Procurados sobre as lives de motoristas e a monetização das transmissões, TikTok e YouTube não responderam.
O que diz a lei
Motoristas de aplicativo não podem fazer lives usando a imagem ou voz do passageiro sem a sua autorização. A prática pode configurar violação dos direitos de privacidade e imagem garantidos pelo Código Civil e pela Lei Geral de Proteção de Dados.
“O passageiro, caso não autorize o uso da imagem ou voz, pode solicitar a remoção do conteúdo, a suspensão da live e ainda requerer na Justiça a compensação por danos morais se comprovado o prejuízo à imagem ou privacidade”, diz Ana Beatrice Lasmar Braga, advogada especialista em LGPD.
A especialista ainda destaca que essa autorização do passageiro só é válida se for prévia e por escrito, com todos os detalhes sobre como os dados serão usados.
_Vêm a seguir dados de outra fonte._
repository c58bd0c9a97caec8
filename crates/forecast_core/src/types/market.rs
//! Historical market records and the loaded dataset.

use chrono::{DateTime, Utc};
use serde::{Deserialize, Serialize};

use super::Region;

/// One hourly observation of a regional electricity market.
///
/// Weather covariates are optional: historical exports frequently carry
/// gaps for the meteorological columns, and the estimator and simulator
/// are defined to degrade gracefully when they are absent.
///
/// `price` is intentionally not constrained to be non-negative —
/// oversupply events produce genuinely negative settlement prices in
/// the historical data.
#[derive(Debug, Clone, PartialEq, Serialize, Deserialize)]
pub struct MarketRecord {
    /// Observation hour (UTC, on the hourly grid).
    pub timestamp: DateTime<Utc>,
    /// Market zone this observation belongs to.
    pub region: Region,
    /// Settlement price in currency/MWh.
    pub price: f64,
    /// Total demand in MW.
    pub demand: f64,
    /// Ambient temperature in degrees Celsius, if recorded.
    pub temperature: Option<f64>,
    /// Solar irradiance in W/m², if recorded.
    pub solar_irradiance: Option<f64>,
    /// Wind speed in m/s, if recorded.
    pub wind_speed: Option<f64>,
}

/// The validated historical table for one forecasting run.
///
/// Holds records sorted by `(region, timestamp)` with unique keys; both
/// invariants are established by the loader before construction and
/// relied upon by the estimator (contiguous per-region slices) and by
/// the simulator (read-only sharing across parallel workers). Records
/// are immutable once loaded.
#[derive(Debug, Clone, PartialEq)]
pub struct MarketDataset {
    records: Vec<MarketRecord>,
}

impl MarketDataset {
    /// Wraps records that are already sorted by `(region, timestamp)`
    /// and free of duplicate keys.
    ///
    /// The loader is the only intended caller; it performs the sort and
    /// the duplicate scan before handing records over.
    pub fn from_sorted_records(records: Vec<MarketRecord>) -> Self {
        debug_assert!(records
            .windows(2)
            .all(|w| (&w[0].region, w[0].timestamp) < (&w[1].region, w[1].timestamp)));
        Self { records }
    }

    /// Returns the number of records.
    #[inline]
    pub fn len(&self) -> usize {
        self.records.len()
    }

    /// Returns `true` if the dataset holds no records.
    #[inline]
    pub fn is_empty(&self) -> bool {
        self.records.is_empty()
    }

    /// Returns all records in `(region, timestamp)` order.
    #[inline]
    pub fn records(&self) -> &[MarketRecord] {
        &self.records
    }

    /// Returns the distinct regions present, in sorted order.
    pub fn regions(&self) -> Vec<Region> {
        let mut out: Vec<Region> = Vec::new();
        for rec in &self.records {
            if out.last() != Some(&rec.region) {
                out.push(rec.region.clone());
            }
        }
        out
    }

    /// Returns the contiguous slice of records for one region.
    ///
    /// Empty if the region is not present in the dataset.
    pub fn region_records(&self, region: &Region) -> &[MarketRecord] {
        let start = self
            .records
            .partition_point(|r| r.region.as_str() < region.as_str());
        let end = self
            .records
            .partition_point(|r| r.region.as_str() <= region.as_str());
        &self.records[start..end]
    }

    /// Returns the latest timestamp observed across all regions.
    ///
    /// `None` only for an empty dataset, which the loader rejects.
    pub fn latest_timestamp(&self) -> Option<DateTime<Utc>> {
        self.records.iter().map(|r| r.timestamp).max()
    }
}
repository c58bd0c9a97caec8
//! CLI command implementations.

pub mod check;
pub mod run;
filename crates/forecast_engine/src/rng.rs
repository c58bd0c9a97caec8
//! Seeded random number generation for the shock simulation.
//!
//! Reproducibility requirement: given the same baseline input and the
//! same master seed, the shock table must be bit-for-bit identical
//! regardless of how the parallel map is scheduled. Each row therefore
//! gets its own [`ScenarioRng`] seeded from
//! `(master seed, region, timestamp)` via [`derive_row_seed`], rather
//! than all rows consuming a shared stream in scheduling order.

use chrono::{DateTime, Utc};
use rand::rngs::StdRng;
use rand::SeedableRng;
use rand_distr::{Distribution, StandardNormal};

use forecast_core::types::Region;

/// Seeded, reproducible normal-variate generator for one shock row.
///
/// # Examples
///
/// ```rust
/// use forecast_engine::rng::ScenarioRng;
///
/// let mut a = ScenarioRng::from_seed(42);
/// let mut b = ScenarioRng::from_seed(42);
/// assert_eq!(a.gen_normal(), b.gen_normal());
/// ```
pub struct ScenarioRng {
    inner: StdRng,
    seed: u64,
}

impl ScenarioRng {
    /// Creates a generator initialised with the given seed.
    #[inline]
    pub fn from_seed(seed: u64) -> Self {
        Self {
            inner: StdRng::seed_from_u64(seed),
            seed,
        }
    }

    /// Returns the seed used for initialisation.
    #[inline]
    pub fn seed(&self) -> u64 {
        self.seed
    }

    /// Draws a single standard normal variate (mean 0, std 1).
    #[inline]
    pub fn gen_normal(&mut self) -> f64 {
        StandardNormal.sample(&mut self.inner)
    }
}

/// Derives the per-row seed from the master seed and the row key.
///
/// FNV-1a over the region identifier, the timestamp's Unix seconds and
/// the master seed, finished with the splitmix64 mixer. Both constants
/// are fixed by the algorithm definitions, so the derivation is stable
/// across platforms, processes and releases — a requirement for
/// audit-style reproduction of generated scenarios.
pub fn derive_row_seed(master_seed: u64, region: &Region, timestamp: DateTime<Utc>) -> u64 {
    const FNV_OFFSET: u64 = 0xcbf2_9ce4_8422_2325;
    const FNV_PRIME: u64 = 0x0000_0100_0000_01b3;

    let mut hash = FNV_OFFSET;
    let mut mix = |bytes: &[u8]| {
        for &b in bytes {
            hash ^= u64::from(b);
            hash = hash.wrapping_mul(FNV_PRIME);
        }
    };
    mix(region.as_str().as_bytes());
    mix(&timestamp.timestamp().to_le_bytes());
    mix(&master_seed.to_le_bytes());

    // splitmix64 finaliser to spread FNV's weak low bits.
    let mut z = hash.wrapping_add(0x9e37_79b9_7f4a_7c15);
    z = (z ^ (z >> 30)).wrapping_mul(0xbf58_476d_1ce4_e5b9);
    z = (z ^ (z >> 27)).wrapping_mul(0x94d0_49bb_1331_11eb);
    z ^ (z >> 31)
}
Caso seja avisado para o passageiro apenas de forma verbal, sem nenhum outro tipo de especificação, a autorização é considerada genérica, portanto nula.
Ana Beatrice Lasmar Braga
A orientação da advogada é para que o passageiro, caso se sinta violado, grave a situação — destacando que não autoriza o uso da imagem ou voz e a recusa do motorista, se houver.
“Em seguida, o passageiro deve entrar em contato com a plataforma”, orienta. Segundo ela, a empresa tem responsabilidade de tomar as providências porque existe um vínculo entre o motorista e a plataforma. “Se mesmo assim as necessidades do passageiro não forem atendidas, neste caso a Justiça deve ser acionada.”